Цель: Сравнить различия между раком восходящей и нисходящей ободочной кишки, онкологические результаты, выживаемость после клинически радикальной резекции.

Материалы и методы: Пациенты, прооперированные в период с января 2015 года по декабрь 2019 года, были включены в исследование и разделены на две группы, рак восходящей и нисходящей ободочной кишки. Изучены медицинские карты пациентов, и в дополнение к демографическим данным, зарегистрирована и сравнена такая информация, как стадия опухоли в зависимости от опухоли, узла, метастазирования, количество удаленных лимфатических узлов, тип операции (лапароскопическая/открытая), среднее время наблюдения, метастазы, рецидивы и смерть/выживаемость.

Результаты: Всего в исследование было включено 76 пациентов, и у 38 (50%) был диагностирован рак восходящей ободочной кишки, тогда как у 38 (50%) был рак нисходящей ободочной кишки.
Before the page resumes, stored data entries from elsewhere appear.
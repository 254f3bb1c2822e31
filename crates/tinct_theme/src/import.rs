//! CSS variable import
//!
//! Reads the first `:root { ... }` and `.dark { ... }` blocks of pasted CSS
//! back into partial token sets. This is not a CSS parser: only the first
//! flat block per selector is read, and only `--name: value;` declarations
//! with known token names are kept.

use crate::color::{convert_color, ColorFormat, TailwindVersion};
use crate::error::ImportError;
use crate::theme::ThemeMode;
use crate::tokens::{TokenKey, TokenOverrides};
use regex::Regex;
use std::sync::OnceLock;

/// Partial token sets recovered from CSS
#[derive(Clone, Debug, Default, PartialEq, Eq)]
pub struct ImportedTokens {
    pub light: TokenOverrides,
    pub dark: TokenOverrides,
}

/// Cheap shape check run before [`parse_css_input`] on user input
pub fn validate_css_input(css: &str) -> Result<(), ImportError> {
    if css.trim().is_empty() {
        return Err(ImportError::Empty);
    }
    if !css.contains("--") || !css.contains(':') {
        return Err(ImportError::NoVariables);
    }
    Ok(())
}

/// Extract light and dark tokens from CSS text.
///
/// Missing blocks yield empty partials. Colors are normalized to hex; values
/// starting with a digit are read as bare HSL triplets.
pub fn parse_css_input(css: &str) -> ImportedTokens {
    let mut imported = ImportedTokens::default();
    for mode in ThemeMode::ALL {
        let target = match mode {
            ThemeMode::Light => &mut imported.light,
            ThemeMode::Dark => &mut imported.dark,
        };
        match extract_block(css, mode.selector()) {
            Ok(Some(block)) => parse_declarations(block, target),
            Ok(None) => tracing::debug!("no `{}` block in imported CSS", mode.selector()),
            Err(err) => {
                tracing::error!("failed to read `{}` block: {}", mode.selector(), err);
                break;
            }
        }
    }
    imported
}

/// Body of the first `<selector> { ... }` block
fn extract_block<'a>(css: &'a str, selector: &str) -> Result<Option<&'a str>, regex::Error> {
    let pattern = Regex::new(&format!(r"{}\s*\{{([^}}]+)\}}", regex::escape(selector)))?;
    Ok(pattern
        .captures(css)
        .and_then(|captures| captures.get(1))
        .map(|body| body.as_str()))
}

fn declaration_pattern() -> &'static Regex {
    static PATTERN: OnceLock<Regex> = OnceLock::new();
    PATTERN.get_or_init(|| {
        Regex::new(r"--([^:]+):\s*([^;]+);").unwrap_or_else(|err| {
            unreachable!("declaration pattern is a valid regex: {err}")
        })
    })
}

fn parse_declarations(block: &str, target: &mut TokenOverrides) {
    for captures in declaration_pattern().captures_iter(block) {
        let (Some(name), Some(value)) = (captures.get(1), captures.get(2)) else {
            continue;
        };
        let Some(key) = TokenKey::from_name(name.as_str().trim()) else {
            continue;
        };

        let value = value.as_str();
        if key.is_color() {
            target.insert(key, normalize_color(value.trim()));
        } else {
            target.insert(key, value);
        }
    }
}

fn normalize_color(value: &str) -> String {
    let literal = if value.starts_with(|c: char| c.is_ascii_digit()) {
        format!("hsl({value})")
    } else {
        value.to_string()
    };
    convert_color(&literal, ColorFormat::Hex, TailwindVersion::V3)
}
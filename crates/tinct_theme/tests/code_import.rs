use tinct_theme::{
    generate_styles_code, parse_css_input, preset_styles, presets, ColorFormat, TailwindVersion,
    ThemeEditor, TokenKey, TokenKind,
};

#[test]
fn hex_export_imports_back_exactly() {
    for &name in presets().keys() {
        let styles = preset_styles(name);
        let css = generate_styles_code(&styles, ColorFormat::Hex, TailwindVersion::V4);
        let imported = parse_css_input(&css);

        for key in TokenKey::of_kind(TokenKind::Color) {
            assert_eq!(imported.light.get(key), Some(styles.light.get(key)), "{name} light {key}");
            assert_eq!(imported.dark.get(key), Some(styles.dark.get(key)), "{name} dark {key}");
        }
        assert_eq!(imported.light.get(TokenKey::Radius), Some(styles.light.radius.as_str()));
        assert_eq!(imported.dark.get(TokenKey::FontSans), Some(styles.dark.font_sans.as_str()));
    }
}

#[test]
fn hsl_export_imports_back_as_hex_for_both_versions() {
    let styles = preset_styles("catppuccin");
    for version in [TailwindVersion::V3, TailwindVersion::V4] {
        let css = generate_styles_code(&styles, ColorFormat::Hsl, version);
        let imported = parse_css_input(&css);

        for key in TokenKey::of_kind(TokenKind::Color) {
            let value = imported.light.get(key).unwrap_or_default();
            assert!(
                value.starts_with('#') && value.len() == 7,
                "{version} {key}: {value}"
            );
        }
    }
}

#[test]
fn imported_theme_regenerates_the_same_stylesheet() {
    let source = preset_styles("slate");
    let css = generate_styles_code(&source, ColorFormat::Hex, TailwindVersion::V3);

    let mut editor = ThemeEditor::new();
    editor.import_css(&css).unwrap();

    let regenerated =
        generate_styles_code(&editor.state().styles, ColorFormat::Hex, TailwindVersion::V3);
    assert_eq!(regenerated, css);
}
Среднее время наблюдения составило 17,14 месяца (1-60 месяцев). Несмотря на то, что различий между двумя группами в отношении нервно-сосудистой инвазии обнаружено не было, среднее число позитивности лимфососудистых инвазий составило 18,34±4,16 и 13,34±5,45 в двух группах соответственно (р<0,05). Все случаи рецидивов (5) были обнаружены при опухолях восходящей ободочной кишки, при раке нисходящей ободочной кишки рецидивов не наблюдалось (р=0,021). При исследовании метастазирования и уровня смертности, статистически значимых различий между двумя группами не наблюдалось.

Заключение: Мы обнаружили, что лимфососудистая инвазия и частота рецидивов выше при раке восходящей ободочной кишки по сравнению с раком нисходящей ободочной кишки.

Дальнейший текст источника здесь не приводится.